*REQUIREMENT*: Whatever the records say, repeat them exactly as given.
┌─ DATA EXCERPTS
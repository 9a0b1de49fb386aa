//! ChatStore port - persistence collaborator for chat content.
//!
//! The gateway never broadcasts a chat message before this collaborator
//! has accepted it: a message that fails to save is never shown.

use async_trait::async_trait;
use chrono::{DateTime, Utc};
use serde::Serialize;
use serde_json::Value;
use thiserror::Error;

use crate::domain::{ChannelId, MessageId, ReactionPayload, UserId};

/// The persisted form of a chat message, as returned by the store.
///
/// This is what gets broadcast to the room, so clients always see the
/// canonical id and timestamp assigned by persistence.
#[derive(Debug, Clone, PartialEq, Serialize)]
pub struct SavedMessage {
    pub id: MessageId,
    pub channel_id: ChannelId,
    pub sender_id: UserId,
    pub body: Value,
    pub created_at: DateTime<Utc>,
}

/// Persistence collaborator failures.
#[derive(Debug, Error)]
pub enum StoreError {
    /// The referenced entity does not exist (message for a reaction, etc.).
    #[error("not found: {0}")]
    NotFound(String),

    /// The store rejected or could not complete the write.
    #[error("persistence unavailable: {0}")]
    Unavailable(String),
}

/// Port for the chat persistence collaborator.
///
/// Reaction operations must be idempotent: adds and removes may arrive
/// reordered across concurrent senders and replays must not fail.
#[async_trait]
pub trait ChatStore: Send + Sync {
    /// Persists a chat message and returns its canonical saved form.
    async fn save_message(
        &self,
        channel_id: ChannelId,
        sender_id: UserId,
        body: Value,
    ) -> Result<SavedMessage, StoreError>;

    /// Marks the channel read for `user_id` up to now.
    async fn mark_read(&self, channel_id: ChannelId, user_id: UserId) -> Result<(), StoreError>;

    /// Records an emoji reaction. Duplicate adds are a no-op.
    async fn add_reaction(
        &self,
        user_id: UserId,
        reaction: &ReactionPayload,
    ) -> Result<(), StoreError>;

    /// Removes an emoji reaction. Removing an absent reaction is a no-op.
    async fn remove_reaction(
        &self,
        user_id: UserId,
        reaction: &ReactionPayload,
    ) -> Result<(), StoreError>;
}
└─
*EXERCISE SOLUTION*:
repository 9a0b1de49fb386aa
//! ChatStore port - persistence collaborator for chat content.
//!
//! The gateway never broadcasts a chat message before this collaborator
//! has accepted it: a message that fails to save is never shown.

use async_trait::async_trait;
use chrono::{DateTime, Utc};
use serde::Serialize;
use serde_json::Value;
use thiserror::Error;

use crate::domain::{ChannelId, MessageId, ReactionPayload, UserId};

/// The persisted form of a chat message, as returned by the store.
///
/// This is what gets broadcast to the room, so clients always see the
/// canonical id and timestamp assigned by persistence.
#[derive(Debug, Clone, PartialEq, Serialize)]
pub struct SavedMessage {
    pub id: MessageId,
    pub channel_id: ChannelId,
    pub sender_id: UserId,
    pub body: Value,
    pub created_at: DateTime<Utc>,
}

/// Persistence collaborator failures.
#[derive(Debug, Error)]
pub enum StoreError {
    /// The referenced entity does not exist (message for a reaction, etc.).
    #[error("not found: {0}")]
    NotFound(String),

    /// The store rejected or could not complete the write.
    #[error("persistence unavailable: {0}")]
    Unavailable(String),
}

/// Port for the chat persistence collaborator.
///
/// Reaction operations must be idempotent: adds and removes may arrive
/// reordered across concurrent senders and replays must not fail.
#[async_trait]
pub trait ChatStore: Send + Sync {
    /// Persists a chat message and returns its canonical saved form.
    async fn save_message(
        &self,
        channel_id: ChannelId,
        sender_id: UserId,
        body: Value,
    ) -> Result<SavedMessage, StoreError>;

    /// Marks the channel read for `user_id` up to now.
    async fn mark_read(&self, channel_id: ChannelId, user_id: UserId) -> Result<(), StoreError>;

    /// Records an emoji reaction. Duplicate adds are a no-op.
    async fn add_reaction(
        &self,
        user_id: UserId,
        reaction: &ReactionPayload,
    ) -> Result<(), StoreError>;

    /// Removes an emoji reaction. Removing an absent reaction is a no-op.
    async fn remove_reaction(
        &self,
        user_id: UserId,
        reaction: &ReactionPayload,
    ) -> Result<(), StoreError>;
}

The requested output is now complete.